メタ・ノウハウ論
以下の投稿を読みました。
以前から私が考えている「メタ・ノウハウ」が語られていたように思います。
この世の中「ノウハウ」はたくさん提示されています。さまざまなことを成し遂げるための方法は、ジャンルごとに細分化されて、いくらでも見つけることが可能です。
しかし、そうした「ノウハウ」とどう付きあうのか、という話はあまり語られません。ノウハウを使うためのノウハウ。つまりメタ・ノウハウです。
『独学大全』という本は、そのメタ・ノウハウを提示している一冊だと思いますし、手前みそながら『すべてはノートからはじまる あなたの人生をひらく記録術』も似たようなことを試みています。「不真面目さ」の強調も、そうした意図があります。
いくらでもノウハウが見つかる時代だからこそ、ノウハウと付きあうためのノウハウが重要になるのではないか。そんな問題意識が私の中にはあるのです。
すごく乱暴に話を進めれば、日本においては「提示されたやり方にいかに従うのか」が重要視されていました。学校の授業しかり、入学試験しかり、会社での学習しかりです。すでに文化・規範・制度が存在していて、あとは個人がいかにそれに染まれるかが問われていたわけです。

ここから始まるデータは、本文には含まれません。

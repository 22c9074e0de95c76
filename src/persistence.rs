//! Persistence sink interface.
//!
//! The scheduler is not durable; durability is the workflow host's job. It
//! does, however, emit every observable transition — execution created,
//! node result stored, workflow status updated — to an injected
//! [`PersistenceSink`] so dashboards can render progress in real time and a
//! crashed scheduler can be replayed from the host's log. Sink failures are
//! logged and never abort the run.

use async_trait::async_trait;
use chrono::{DateTime, Utc};
use miette::Diagnostic;
use parking_lot::Mutex;
use serde::{Deserialize, Serialize};
use serde_json::Value;
use std::sync::Arc;
use thiserror::Error;

use crate::types::ExecutionStatus;

/// Record for a newly created execution.
#[derive(Clone, Debug, Serialize, Deserialize)]
#[serde(rename_all = "camelCase")]
pub struct ExecutionRecord {
    pub routine_id: String,
    #[serde(default, skip_serializing_if = "Option::is_none")]
    pub user_id: Option<String>,
    pub workflow_id: String,
    pub run_id: String,
    pub trigger_type: String,
    #[serde(default, skip_serializing_if = "Option::is_none")]
    pub trigger_data: Option<Value>,
}

/// Record for one finished node run.
#[derive(Clone, Debug, Serialize, Deserialize)]
#[serde(rename_all = "camelCase")]
pub struct NodeResultRecord {
    pub workflow_id: String,
    pub node_id: String,
    /// `succeeded`, `failed`, or `cancelled`.
    pub status: String,
    #[serde(default, skip_serializing_if = "Option::is_none")]
    pub input: Option<Value>,
    #[serde(default, skip_serializing_if = "Option::is_none")]
    pub output: Option<Value>,
    #[serde(default, skip_serializing_if = "Option::is_none")]
    pub error: Option<String>,
    pub started_at: DateTime<Utc>,
    pub completed_at: DateTime<Utc>,
}

/// Workflow-level status update.
#[derive(Clone, Debug, Serialize, Deserialize)]
#[serde(rename_all = "camelCase")]
pub struct StatusUpdate {
    pub workflow_id: String,
    pub status: ExecutionStatus,
    #[serde(default, skip_serializing_if = "Option::is_none")]
    pub execution_path: Option<Vec<String>>,
    #[serde(default, skip_serializing_if = "Option::is_none")]
    pub error: Option<String>,
    #[serde(default, skip_serializing_if = "Option::is_none")]
    pub completed_at: Option<DateTime<Utc>>,
}

/// Errors a sink may report. The engine downgrades them to warnings.
#[derive(Debug, Error, Diagnostic)]
pub enum SinkError {
    #[error("persistence sink unavailable: {0}")]
    #[diagnostic(code(kianax::persistence::unavailable))]
    Unavailable(String),

    #[error("persistence write failed: {0}")]
    #[diagnostic(code(kianax::persistence::write))]
    Write(String),
}

/// Receives execution records for dashboards and replay.
#[async_trait]
pub trait PersistenceSink: Send + Sync {
    async fn create_execution(&self, record: ExecutionRecord) -> Result<(), SinkError>;
    async fn store_node_result(&self, record: NodeResultRecord) -> Result<(), SinkError>;
    async fn update_status(&self, update: StatusUpdate) -> Result<(), SinkError>;
}

/// Sink that drops everything. The default when no sink is injected.
#[derive(Clone, Copy, Debug, Default)]
pub struct NullSink;

#[async_trait]
impl PersistenceSink for NullSink {
    async fn create_execution(&self, _record: ExecutionRecord) -> Result<(), SinkError> {
        Ok(())
    }

    async fn store_node_result(&self, _record: NodeResultRecord) -> Result<(), SinkError> {
        Ok(())
    }

    async fn update_status(&self, _update: StatusUpdate) -> Result<(), SinkError> {
        Ok(())
    }
}

/// Everything a [`MemorySink`] captured, in arrival order.
#[derive(Clone, Debug)]
pub enum SinkEvent {
    Created(ExecutionRecord),
    NodeResult(NodeResultRecord),
    Status(StatusUpdate),
}

/// In-memory sink for tests and demos.
#[derive(Clone, Debug, Default)]
pub struct MemorySink {
    events: Arc<Mutex<Vec<SinkEvent>>>,
}

impl MemorySink {
    #[must_use]
    pub fn new() -> Self {
        Self::default()
    }

    /// Clone of every captured event.
    #[must_use]
    pub fn snapshot(&self) -> Vec<SinkEvent> {
        self.events.lock().clone()
    }

    /// Captured node-result records only.
    #[must_use]
    pub fn node_results(&self) -> Vec<NodeResultRecord> {
        self.events
            .lock()
            .iter()
            .filter_map(|event| match event {
                SinkEvent::NodeResult(record) => Some(record.clone()),
                _ => None,
            })
            .collect()
    }

    pub fn clear(&self) {
        self.events.lock().clear();
    }
}

#[async_trait]
impl PersistenceSink for MemorySink {
    async fn create_execution(&self, record: ExecutionRecord) -> Result<(), SinkError> {
        self.events.lock().push(SinkEvent::Created(record));
        Ok(())
    }

    async fn store_node_result(&self, record: NodeResultRecord) -> Result<(), SinkError> {
        self.events.lock().push(SinkEvent::NodeResult(record));
        Ok(())
    }

    async fn update_status(&self, update: StatusUpdate) -> Result<(), SinkError> {
        self.events.lock().push(SinkEvent::Status(update));
        Ok(())
    }
}

/// Wrapper that applies the non-fatal policy: failures are logged at `warn`
/// and swallowed so a broken dashboard never takes down a run.
#[derive(Clone)]
pub struct LoggingSink {
    inner: Arc<dyn PersistenceSink>,
}

impl LoggingSink {
    #[must_use]
    pub fn new(inner: Arc<dyn PersistenceSink>) -> Self {
        Self { inner }
    }

    pub async fn create_execution(&self, record: ExecutionRecord) {
        if let Err(err) = self.inner.create_execution(record).await {
            tracing::warn!(error = %err, "persistence sink rejected execution record");
        }
    }

    pub async fn store_node_result(&self, record: NodeResultRecord) {
        if let Err(err) = self.inner.store_node_result(record).await {
            tracing::warn!(error = %err, "persistence sink rejected node result");
        }
    }

    pub async fn update_status(&self, update: StatusUpdate) {
        if let Err(err) = self.inner.update_status(update).await {
            tracing::warn!(error = %err, "persistence sink rejected status update");
        }
    }
}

そうした環境ではメタ・ノウハウは意識されません。ノウハウが正典であり、いかにそれに準拠できるか、という究極の根性論にしかならないからです。準拠できなれば、それは単に「劣っている」存在だと見なされてしまいます。だからこそ、皆必死にそれについていこうとするわけです。
メタ・ノウハウの提示は、そのような価値観からの変転を促します。「方法というのは、人それぞれ違っていてよいんだ」と──既存の価値観からすれば叛逆的な──メッセージを投げ掛けるわけです。
そこで行われることは、まさに「自分の方法をつくること」です。つまり、創造的行為なのです。
上に引いた記事でtksさんが述べられていることは、まさに「創造」そのものでしょう。芸術家は、他の芸術家の作品をたくさん観てそこから学び、自分の作品へと反映します。単にコピペするのではなく、自分というフィルターを通して、表現として取り込むのです。
その意味で、メタ・ノウハウは「ノウハウの学び方」であると共に「ノウハウの作り方」でもあります。クリエーションなのです。
そういう様式を自分の生活に取り入れることの素晴らしさを、個人的には考えていきたいところです。
とまあ、いつものように大きな風呂敷だけ広げておきます。
でも、上記のような本があったらきっと面白いと思います。タイトルはそうですね、『自分の道をつくる』とかでしょうか。「方法」をつくることが、自分の進む「道」を作る。英語のwayの二重性にひっかけたタイトルです。